Before we do, though, I want to point out that for this particular network, it’s possible to ping-pong from node to node such that no matter where you start, you can always reach the terminal node of interest. Or to start in on the terminology, we can say that there exists a walk– a sequence of edges– that connect any two points in our graph.

for node_1 in G:
    for node_2 in G:
        assert nx.has_path(G, node_1, node_2)
else:
    print('No errors')
No errors
fig, ax = plt.subplots(figsize=(12, 12))
nx.draw_networkx(G, pos=pos)

png

Tightening that definition, a trail is a walk that never visits the same edge twice. Its length is guaranteed to be less than or equal to any other valid walk between two points, because if there was a revisited edge, we would just take whatever the final step off of that node would be, instead.
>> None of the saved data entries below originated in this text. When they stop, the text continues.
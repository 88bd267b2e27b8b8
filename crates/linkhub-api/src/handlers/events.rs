//! Job event ingestion, listing and summary handlers (admin).

use axum::Json;
use axum::extract::rejection::{JsonRejection, QueryRejection};
use axum::extract::{Query, State};
use axum::http::StatusCode;
use serde::Serialize;
use validator::Validate;

use linkhub_core::error::AppError;
use linkhub_core::events::{JobEvent, NewJobEvent};
use linkhub_service::{EventFilter, EventSummary};

use crate::dto::request::{EventsQuery, IngestEventRequest, describe_validation};
use crate::error::{ApiError, INVALID_BODY, INVALID_QUERY};
use crate::extractors::AdminAuth;
use crate::state::AppState;

/// Listing response.
#[derive(Debug, Serialize)]
pub struct EventsResponse {
    pub count: usize,
    pub events: Vec<JobEvent>,
}

/// POST /api/events
pub async fn ingest_event(
    State(state): State<AppState>,
    _admin: AdminAuth,
    body: Result<Json<IngestEventRequest>, JsonRejection>,
) -> Result<(StatusCode, Json<JobEvent>), ApiError> {
    let Json(req) = body.map_err(|rejection| ApiError::unparsable(INVALID_BODY, rejection))?;
    req.validate()
        .map_err(|errors| AppError::validation(describe_validation(&errors)))?;

    let event = state.events.ingest(NewJobEvent::from(req)).await;
    Ok((StatusCode::CREATED, Json(event)))
}

/// GET /api/events
pub async fn list_events(
    State(state): State<AppState>,
    _admin: AdminAuth,
    query: Result<Query<EventsQuery>, QueryRejection>,
) -> Result<Json<EventsResponse>, ApiError> {
    let Query(query) = query.map_err(|rejection| ApiError::unparsable(INVALID_QUERY, rejection))?;

    let filter = EventFilter {
        actor: query.actor,
        job_id: query.job_id.filter(|id| !id.is_empty()),
        limit: query.limit,
    };
    let events = state.events.list(&filter).await;

    Ok(Json(EventsResponse {
        count: events.len(),
        events,
    }))
}

/// GET /api/summary
pub async fn summary(State(state): State<AppState>, _admin: AdminAuth) -> Json<EventSummary> {
    Json(state.events.summary().await)
}
//! Link and gate error taxonomy.

use linkhub_core::error::{AppError, ErrorKind};

/// Every way minting, resolving or gating can fail.
///
/// Display strings are what callers see; they never carry parser details.
#[derive(Debug, Clone, PartialEq, Eq, thiserror::Error)]
pub enum LinkError {
    /// Required server configuration (secret, base URL, admin token) is absent.
    #[error("{0}")]
    Configuration(String),
    /// The mint request itself is invalid.
    #[error("{0}")]
    InvalidRequest(String),
    /// The token does not have the `payload.signature` shape.
    #[error("Bad token")]
    MalformedToken,
    /// The signature does not match the payload.
    #[error("Invalid signature")]
    InvalidSignature,
    /// The signed payload could not be decoded.
    #[error("Bad payload")]
    MalformedPayload,
    /// The link was valid but its expiry has passed.
    #[error("Link expired")]
    Expired,
    /// Missing or wrong admin credential.
    #[error("Unauthorized")]
    Unauthorized,
    /// Too many failed admin attempts from this caller.
    #[error("Too many failed attempts, try again later")]
    RateLimited,
}

impl LinkError {
    /// The application error kind this maps to.
    pub fn kind(&self) -> ErrorKind {
        match self {
            Self::Configuration(_) => ErrorKind::Configuration,
            Self::InvalidRequest(_) | Self::MalformedToken | Self::MalformedPayload => {
                ErrorKind::Validation
            }
            Self::InvalidSignature | Self::Unauthorized => ErrorKind::Authentication,
            Self::Expired => ErrorKind::Gone,
            Self::RateLimited => ErrorKind::RateLimit,
        }
    }
}

impl From<LinkError> for AppError {
    fn from(err: LinkError) -> Self {
        AppError::new(err.kind(), err.to_string())
    }
}
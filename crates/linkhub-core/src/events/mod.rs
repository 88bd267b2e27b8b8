//! Job progress events reported by users and workers.
//!
//! Events are advisory observability data: they feed the admin summary and
//! the public status tracker, and are never used for link decisions.

use chrono::{DateTime, Utc};
use serde::{Deserialize, Serialize};
use uuid::Uuid;

/// Who reported an event.
#[derive(Debug, Clone, Copy, PartialEq, Eq, Hash, Serialize, Deserialize)]
#[serde(rename_all = "snake_case")]
pub enum ActorKind {
    /// An end user submitting or watching a job.
    User,
    /// A processing node working on a job.
    Worker,
}

/// Reported job state.
#[derive(Debug, Clone, Copy, PartialEq, Eq, Hash, Default, Serialize, Deserialize)]
#[serde(rename_all = "snake_case")]
pub enum JobState {
    /// Accepted and waiting for a worker.
    Queued,
    /// Being processed.
    Running,
    /// Finished successfully.
    Done,
    /// Finished with an error.
    Error,
    /// Any status string this service does not know about.
    #[default]
    #[serde(other)]
    Unknown,
}

impl JobState {
    /// Whether no further progress is expected.
    pub fn is_terminal(self) -> bool {
        matches!(self, Self::Done | Self::Error)
    }
}

/// A stored job event.
#[derive(Debug, Clone, PartialEq, Serialize, Deserialize)]
#[serde(rename_all = "camelCase")]
pub struct JobEvent {
    /// Unique event ID.
    pub id: Uuid,
    /// When the event was recorded.
    pub at: DateTime<Utc>,
    /// Reporter kind.
    pub actor: ActorKind,
    /// Reporting user, if any.
    #[serde(skip_serializing_if = "Option::is_none")]
    pub user_id: Option<String>,
    /// Reporting node, if any.
    #[serde(skip_serializing_if = "Option::is_none")]
    pub node_id: Option<String>,
    /// Job the event belongs to.
    #[serde(skip_serializing_if = "Option::is_none")]
    pub job_id: Option<String>,
    /// Free-form pipeline stage (e.g. "upload", "transcode").
    #[serde(skip_serializing_if = "Option::is_none")]
    pub stage: Option<String>,
    /// Reported job state.
    #[serde(skip_serializing_if = "Option::is_none")]
    pub status: Option<JobState>,
    /// Progress percentage, 0 to 100.
    #[serde(skip_serializing_if = "Option::is_none")]
    pub progress: Option<f32>,
    /// Bytes transferred by the step this event describes.
    #[serde(default)]
    pub bytes: u64,
    /// Free-form note.
    #[serde(skip_serializing_if = "Option::is_none")]
    pub note: Option<String>,
}

/// Event fields supplied by a reporter. ID and timestamp are assigned on
/// ingestion.
#[derive(Debug, Clone, Default)]
pub struct NewJobEvent {
    /// Reporter kind.
    pub actor: Option<ActorKind>,
    /// Reporting user.
    pub user_id: Option<String>,
    /// Reporting node.
    pub node_id: Option<String>,
    /// Job the event belongs to.
    pub job_id: Option<String>,
    /// Pipeline stage.
    pub stage: Option<String>,
    /// Reported state.
    pub status: Option<JobState>,
    /// Progress percentage.
    pub progress: Option<f32>,
    /// Bytes transferred.
    pub bytes: u64,
    /// Free-form note.
    pub note: Option<String>,
}

impl NewJobEvent {
    /// Stamp the event with an ID and time. A missing actor is inferred from
    /// which reporter ID is present (node ⇒ worker, otherwise user).
    pub fn into_event(self, at: DateTime<Utc>) -> JobEvent {
        let actor = self.actor.unwrap_or(if self.node_id.is_some() {
            ActorKind::Worker
        } else {
            ActorKind::User
        });

        JobEvent {
            id: Uuid::new_v4(),
            at,
            actor,
            user_id: self.user_id,
            node_id: self.node_id,
            job_id: self.job_id,
            stage: self.stage,
            status: self.status,
            progress: self.progress,
            bytes: self.bytes,
            note: self.note,
        }
    }
}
A cycle is a trail that begins and ends at the same place. Our earlier discussion of “completed triangles” is a great example of a cycle.

Tightening even further, a path is a trail that never visists the same node twice.

And finally, a geodesic is a two-dollar word meaning “shortest simple path.” It has no redundant steps, and gets from point A to point B in the minimum number of steps. Here, we can see that there’s a path that exists, connecting nodes 8 and 24.

Moreover, we can use the built-in function shortest_path to determine what it is.

shortest_path = nx.shortest_path(G, 8, 24)
shortest_path
[8, 2, 27, 24]
fig, ax = plt.subplots(figsize=(12, 12))
nx.draw_networkx(G, pos=pos)
nx.draw_networkx_nodes(G, pos=pos, nodelist=shortest_path, node_color='gold');

png

Graphs as Circles

This part still throws me for a bit of a loop, but the book also concedes that it’s a bit tricky to grok, so I’ll try and be careful.

Graph Networks borrow a lot of their descriptors from geometric terms used to describe circles. But before we get into that I want to define node eccentricity as a measure of how far from the normal/center node a point is. Note that prefix– ecc, interchangeable with the Latin ex, meaning “out”, so taken literally, this means “measure of how far out from the center” a given node is.

In the graph context, this is expressed as the max distance from a node to all other nodes in the network, like so

print(nx.eccentricity(G))
{0: 3, 1: 3, 2: 3, 3: 3, 4: 4, 5: 4, 6: 4, 7: 4, 8: 3, 9: 4, 10: 4, 11: 4, 12: 4, 13: 3, 14: 5, 15: 5, 16: 5, 17: 4, 18: 5, 19: 3, 20: 5, 21: 4, 22: 5, 23: 5, 24: 4, 25: 4, 26: 5, 27: 4, 28: 4, 29: 5, 30: 4, 31: 3, 32: 4, 33: 4}

Which should track.

If you’d describe someone as “eccentric” you’d likely also use the phrase “out there” which has a more literal interpretation here than I might have expected!

Where it gets confusing is borrowing the circle terminology.

diameter is the maximum eccentricity for a graph

max_ecc = max(nx.eccentricity(G).items(), key=lambda x:x[1])[1]

nx.diameter(G) == max_ecc
True

radius is the minimum eccentricity of a Graph

Note: and has NO proportional relationship to the diameter whatsover

min_ecc = min(nx.eccentricity(G).items(), key=lambda x:x[1])[1]

nx.radius(G) == min_ecc
True

Using these terms, we’d say that the center of a graph, is a set of all nodes whose eccentricity is equal to the radius

center_nodes = nx.center(G)
center_nodes
[0, 1, 2, 3, 8, 13, 19, 31]
[nx.eccentricity(G, node) for node in center_nodes]
[3, 3, 3, 3, 3, 3, 3, 3]

Similarly, the periphery represents all nodes whose eccentricity is equal to the diameter

periphery_nodes = nx.periphery(G)
periphery_nodes
[14, 15, 16, 18, 20, 22, 23, 26, 29]
[nx.eccentricity(G, node) for node in periphery_nodes]
[5, 5, 5, 5, 5, 5, 5, 5, 5]